SQL Reference

SQL Window Functions

Most candidates think window functions are a ranking trick. The interviewer is checking whether you understand that PARTITION BY doesn't reduce rows. That single confusion tanks more window function questions than syntax errors do. The data backs it up: PARTITION BY shows up in 21% of verified DE SQL rounds, ROW_NUMBER in 15%, RANK and DENSE_RANK in 11%, aggregate windows in 9%.

Most study guides dump a function list and call it a day. We're going to flip the order. Start with what the OVER clause actually does to row cardinality, then the frame semantics candidates always skip, then the six functions worth memorizing. Every example runs on PostgreSQL and copies cleanly to Snowflake, BigQuery, Redshift, and Databricks.

21%

Questions with PARTITION BY

15%

ROW_NUMBER appearances

11%

RANK / DENSE_RANK

9%

Aggregate window functions

Source: DataDriven analysis of 1,042 verified data engineering interview rounds.

Window Function Anatomy

Here's where candidates trip. The OVER clause doesn't aggregate rows, it annotates them. Every input row comes out intact with extra columns attached. If you think PARTITION BY acts like GROUP BY, you'll write a query that returns the wrong cardinality and the interviewer will flag it in 30 seconds.

SELECT
  employee_id,
  department,
  salary,
  hire_date,

  -- Full anatomy: function + OVER(PARTITION BY + ORDER BY + frame)
  SUM(salary) OVER (
    PARTITION BY department          -- 1. Split rows into groups
    ORDER BY hire_date               -- 2. Sort within each group
    ROWS BETWEEN UNBOUNDED PRECEDING -- 3. Define which rows
         AND CURRENT ROW             --    the function sees
  ) AS running_dept_salary

FROM employees;

PARTITION BY

Divides the result set into independent groups. The window function resets for each partition. Think of it as GROUP BY without collapsing rows. If you omit PARTITION BY, the entire result set is one partition.

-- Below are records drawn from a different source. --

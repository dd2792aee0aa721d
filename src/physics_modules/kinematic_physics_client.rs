use std::cmp::Ordering;
use nalgebra::{Isometry3, Perspective3, Point3, Translation3, UnitQuaternion, Vector3};
use serde::{Serialize, Deserialize};
use crate::inverse_kinematics::JointLimits;
use crate::nonlinear_optimization::{DampedLeastSquaresOptimizer, OptimizerParameters};
use crate::physics_modules::physics_client::{BlockSpec, BodyHandle, BodySpec, CameraSpec, JointInfo, LinkState, PhysicsClient, PixelBuffer, SnapshotId};
use crate::robot_modules::robot_kinematics_module::RobotKinematicsModule;
use crate::utils::utils_errors::BlocksimError;
use colored::{Color, ColoredString, Colorize};

/// Prints to stdout, optionally colored and bolded.
///
/// ## Example
/// ```
/// use blocksim::utils::utils_console::{blocksim_print, PrintMode, PrintColor};
/// blocksim_print("holding(block0)", PrintMode::Println, PrintColor::Green, false);
/// ```
pub fn blocksim_print(s: &str, mode: PrintMode, color: PrintColor, bolded: bool) {
    let styled = style_string(s, color, bolded);
    match mode {
        PrintMode::Println => { println!("{}", styled); }
        PrintMode::Print => { print!("{}", styled); }
    }
}

/// Bolded, colored `label` followed by a plain `value` on the same line.
pub fn blocksim_print_labeled(label: &str, value: &str, color: PrintColor) {
    blocksim_print(label, PrintMode::Print, color, true);
    blocksim_print(value, PrintMode::Println, PrintColor::None, false);
}

fn style_string(s: &str, color: PrintColor, bolded: bool) -> ColoredString {
    let mut out = match color.to_color() {
        None => { s.normal() }
        Some(c) => { s.color(c) }
    };
    if bolded { out = out.bold(); }
    out
}

/// Println ends the output with a new line, Print does not.
#[derive(Clone, Copy, Debug)]
pub enum PrintMode {
    Println,
    Print
}

#[derive(Clone, Copy, Debug, PartialEq, Eq)]
pub enum PrintColor {
    None,
    Blue,
    Green,
    Red,
    Yellow,
    Cyan,
    Magenta
}
impl PrintColor {
    /// `None` leaves the terminal's default color in place.
    pub fn to_color(&self) -> Option<Color> {
        match self {
            PrintColor::None => { None }
            PrintColor::Blue => { Some(Color::Blue) }
            PrintColor::Green => { Some(Color::Green) }
            PrintColor::Red => { Some(Color::Red) }
            PrintColor::Yellow => { Some(Color::Yellow) }
            PrintColor::Cyan => { Some(Color::Cyan) }
            PrintColor::Magenta => { Some(Color::Magenta) }
        }
    }
}

#[cfg(test)]
mod tests {
    use super::*;

    #[test]
    fn uncolored_strings_keep_their_text() {
        colored::control::set_override(false);
        assert_eq!(style_string("ontable(block0)", PrintColor::None, false).to_string(), "ontable(block0)");
        assert_eq!(style_string("x", PrintColor::Red, true).to_string(), "x");
        colored::control::unset_override();
    }
}
use serde::{Serialize, Deserialize};
use tracing_subscriber::EnvFilter;

/// Verbosity of the structured log events emitted by the environments and controllers.
#[derive(Clone, Copy, Debug, Serialize, Deserialize, PartialEq, Eq)]
pub enum LogLevel {
    Off,
    Error,
    Warn,
    Info,
    Debug,
    Trace
}
impl LogLevel {
    pub fn as_filter_directive(&self) -> &'static str {
        match self {
            LogLevel::Off => { "off" }
            LogLevel::Error => { "error" }
            LogLevel::Warn => { "warn" }
            LogLevel::Info => { "info" }
            LogLevel::Debug => { "debug" }
            LogLevel::Trace => { "trace" }
        }
    }
}
impl Default for LogLevel {
    fn default() -> Self { LogLevel::Warn }
}

#[derive(Clone, Debug, Serialize, Deserialize, PartialEq, Eq)]
pub struct LogConfig {
    pub level: LogLevel,
    /// Prints the module path of each event when true.
    pub with_target: bool
}
impl Default for LogConfig {
    fn default() -> Self {
        Self {
            level: LogLevel::default(),
            with_target: false
        }
    }
}

/// Installs a global `tracing` subscriber for the given configuration.
///
/// A `RUST_LOG` environment variable, if set, takes precedence over `config.level`.  Returns
/// false if a global subscriber was already installed (by an earlier call or by the host
/// application), in which case nothing changes.
pub fn init_logging(config: &LogConfig) -> bool {
    let filter = EnvFilter::try_from_default_env().unwrap_or_else(|_| EnvFilter::new(config.level.as_filter_directive()));
    tracing_subscriber::fmt()
        .with_env_filter(filter)
        .with_target(config.with_target)
        .try_init()
        .is_ok()
}

#[cfg(test)]
mod tests {
    use super::*;

    #[test]
    fn second_init_is_a_no_op() {
        let config = LogConfig { level: LogLevel::Debug, with_target: true };
        let _ = init_logging(&config);
        assert!(!init_logging(&config));
    }
}
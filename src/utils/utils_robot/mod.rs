pub mod joint;
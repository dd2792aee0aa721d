use std::collections::HashMap;
use nalgebra::Vector3;
use serde::{Serialize, Deserialize};
use crate::utils::utils_console::{blocksim_print, PrintColor, PrintMode};
use crate::utils::utils_errors::BlocksimError;
use crate::utils::utils_robot::joint::{Joint, JointType};

/// The `RobotModelModule` holds the joint graph of an articulated body.
///
/// Joints are stored in index order and link `i` is the child link of joint `i`.  A joint's parent
/// link must precede it (parent index < joint index), so a single forward pass over the joints
/// is a valid traversal from the base outward.  Movable joints are assigned increasing `q_idx`
/// values in joint index order; the resulting list is the body's "free joints", which is the
/// layout of every full-body inverse kinematics result.
#[derive(Clone, Debug, Serialize, Deserialize)]
pub struct RobotModelModule {
    robot_name: String,
    joints: Vec<Joint>,
    free_joint_idxs: Vec<usize>,
    initial_joint_values: Vec<f64>,
    gripper: Option<GripperSpec>,
    joint_name_to_idx_hashmap: HashMap<String, usize>
}
impl RobotModelModule {
    pub fn new(robot_name: &str, joints: Vec<Joint>) -> Result<Self, BlocksimError> {
        let mut joints = joints;
        let mut free_joint_idxs = vec![];
        let mut joint_name_to_idx_hashmap = HashMap::new();

        for (i, j) in joints.iter_mut().enumerate() {
            if j.joint_idx() != i {
                return Err(BlocksimError::new_generic_error_str(&format!("joint {} is stored at position {} but has index {}.", j.name(), i, j.joint_idx()), file!(), line!()));
            }
            if let Some(parent_link_idx) = j.parent_link_idx() {
                if parent_link_idx >= i {
                    return Err(BlocksimError::new_generic_error_str(&format!("joint {} has parent link {} which does not precede it.", j.name(), parent_link_idx), file!(), line!()));
                }
            }
            if j.is_movable() {
                j.set_q_idx(Some(free_joint_idxs.len()));
                free_joint_idxs.push(i);
            } else {
                j.set_q_idx(None);
            }
            joint_name_to_idx_hashmap.insert(j.name().to_string(), i);
        }

        let initial_joint_values = vec![0.0; joints.len()];

        Ok(Self {
            robot_name: robot_name.to_string(),
            joints,
            free_joint_idxs,
            initial_joint_values,
            gripper: None,
            joint_name_to_idx_hashmap
        })
    }
    /// A single arm with a parallel-jaw gripper, loosely proportioned after the Fetch arm.
    ///
    /// Joint layout (link `i` is the child of joint `i`):
    /// ```text
    /// 0 base_mount           fixed      parent: base
    /// 1 shoulder_pan_joint   revolute z parent: 0
    /// 2 shoulder_lift_joint  revolute y parent: 1
    /// 3 elbow_flex_joint     revolute y parent: 2
    /// 4 wrist_flex_joint     revolute y parent: 3
    /// 5 wrist_roll_joint     revolute x parent: 4
    /// 6 gripper_axis         fixed      parent: 5   (end effector)
    /// 7 l_gripper_finger_joint prismatic +y parent: 6
    /// 8 r_gripper_finger_joint prismatic -y parent: 6
    /// ```
    /// At zero joint values the arm points along the base's +x axis; positive pitch rotations
    /// tilt it downward.
    pub fn new_gripper_arm() -> Result<Self, BlocksimError> {
        let joints = vec![
            Joint::new_fixed("base_mount", 0, None, Vector3::new(0., 0., 0.)),
            Joint::new("shoulder_pan_joint", 1, JointType::Revolute, Some(0), Vector3::new(0., 0., 0.6), Vector3::new(0., 0., 1.), (-1.6, 1.6)),
            Joint::new("shoulder_lift_joint", 2, JointType::Revolute, Some(1), Vector3::new(0., 0., 0.1), Vector3::new(0., 1., 0.), (-1.6, 1.6)),
            Joint::new("elbow_flex_joint", 3, JointType::Revolute, Some(2), Vector3::new(0.45, 0., 0.), Vector3::new(0., 1., 0.), (-2.3, 2.3)),
            Joint::new("wrist_flex_joint", 4, JointType::Revolute, Some(3), Vector3::new(0.45, 0., 0.), Vector3::new(0., 1., 0.), (-2.2, 2.2)),
            Joint::new("wrist_roll_joint", 5, JointType::Revolute, Some(4), Vector3::new(0.1, 0., 0.), Vector3::new(1., 0., 0.), (-3.1, 3.1)),
            Joint::new_fixed("gripper_axis", 6, Some(5), Vector3::new(0.12, 0., 0.)),
            Joint::new("l_gripper_finger_joint", 7, JointType::Prismatic, Some(6), Vector3::new(0., 0., 0.), Vector3::new(0., 1., 0.), (0.0, 0.05)),
            Joint::new("r_gripper_finger_joint", 8, JointType::Prismatic, Some(6), Vector3::new(0., 0., 0.), Vector3::new(0., -1., 0.), (0.0, 0.05)),
        ];

        Self::new("gripper_arm", joints)?
            .with_initial_joint_values(vec![0.0, 0.0, -0.6, 1.4, 0.77, 0.0, 0.0, 0.05, 0.05])?
            .with_gripper(GripperSpec {
                end_effector_link_idx: 6,
                finger_joint_idxs: vec![7, 8],
                grip_radius: 0.035,
                contact_compliance: 0.005
            })
    }
    pub fn with_initial_joint_values(mut self, initial_joint_values: Vec<f64>) -> Result<Self, BlocksimError> {
        if initial_joint_values.len() != self.joints.len() {
            return Err(BlocksimError::new_generic_error_str(&format!("expected {} initial joint values, got {}.", self.joints.len(), initial_joint_values.len()), file!(), line!()));
        }
        self.initial_joint_values = initial_joint_values;
        Ok(self)
    }
    pub fn with_gripper(mut self, gripper: GripperSpec) -> Result<Self, BlocksimError> {
        self.get_joint_by_idx(gripper.end_effector_link_idx)?;
        for f in &gripper.finger_joint_idxs {
            self.get_joint_by_idx(*f)?;
        }
        self.gripper = Some(gripper);
        Ok(self)
    }
    pub fn robot_name(&self) -> &str {
        &self.robot_name
    }
    pub fn joints(&self) -> &Vec<Joint> {
        &self.joints
    }
    pub fn num_joints(&self) -> usize {
        self.joints.len()
    }
    pub fn free_joint_idxs(&self) -> &Vec<usize> {
        &self.free_joint_idxs
    }
    pub fn num_free_joints(&self) -> usize {
        self.free_joint_idxs.len()
    }
    pub fn initial_joint_values(&self) -> &Vec<f64> {
        &self.initial_joint_values
    }
    pub fn gripper(&self) -> Option<&GripperSpec> {
        self.gripper.as_ref()
    }
    pub fn get_joint_by_idx(&self, joint_idx: usize) -> Result<&Joint, BlocksimError> {
        return match self.joints.get(joint_idx) {
            None => { Err(BlocksimError::new_idx_out_of_bound_error(joint_idx, self.joints.len(), file!(), line!())) }
            Some(j) => { Ok(j) }
        }
    }
    pub fn get_joint_idx_from_name(&self, joint_name: &str) -> Option<usize> {
        self.joint_name_to_idx_hashmap.get(joint_name).copied()
    }
    /// Returns true if `ancestor_link_idx` lies on the path from `link_idx` to the base (inclusive).
    pub fn is_ancestor_link(&self, ancestor_link_idx: usize, link_idx: usize) -> bool {
        let mut curr = Some(link_idx);
        while let Some(c) = curr {
            if c == ancestor_link_idx { return true; }
            curr = self.joints.get(c).and_then(|j| j.parent_link_idx());
        }
        false
    }
    pub fn print_summary(&self) {
        blocksim_print(&format!("Robot {} ({} free joints) ---> ", self.robot_name, self.num_free_joints()), PrintMode::Println, PrintColor::Blue, true);
        for j in &self.joints {
            j.print_summary();
        }
    }
}

/// Describes the parallel-jaw gripper at the end of a body's kinematic chain.
#[derive(Clone, Debug, Serialize, Deserialize)]
pub struct GripperSpec {
    pub end_effector_link_idx: usize,
    pub finger_joint_idxs: Vec<usize>,
    /// Horizontal distance between the end effector and a block center within which the block
    /// sits between the fingers.
    pub grip_radius: f64,
    /// How far past a block's surface the fingers are allowed to squeeze.
    pub contact_compliance: f64
}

Interview tip: "PARTITION BY is like GROUP BY that keeps every row." That one sentence shows you understand the core concept.

ORDER BY

Determines the sequence of rows within each partition. Required for ranking functions (ROW_NUMBER, RANK, DENSE_RANK) and offset functions (LAG, LEAD). For aggregate windows (SUM, AVG, COUNT), ORDER BY turns the aggregate into a running calculation instead of a partition-wide total.

Without ORDER BY, SUM() OVER (PARTITION BY dept) gives the same total on every row. With ORDER BY, it gives a running total. That distinction is a frequent interview question.

Frame Clause

Controls exactly which rows within the partition the function considers. Specified as ROWS or RANGE followed by a boundary (UNBOUNDED PRECEDING, N PRECEDING, CURRENT ROW, N FOLLOWING, UNBOUNDED FOLLOWING). The default frame when ORDER BY is present is RANGE BETWEEN UNBOUNDED PRECEDING AND CURRENT ROW, which is not always what you want.

The default frame trips people up constantly. If you specify ORDER BY but no frame, you get a running total by default, not a partition-wide total. Spell out the frame explicitly to avoid surprises.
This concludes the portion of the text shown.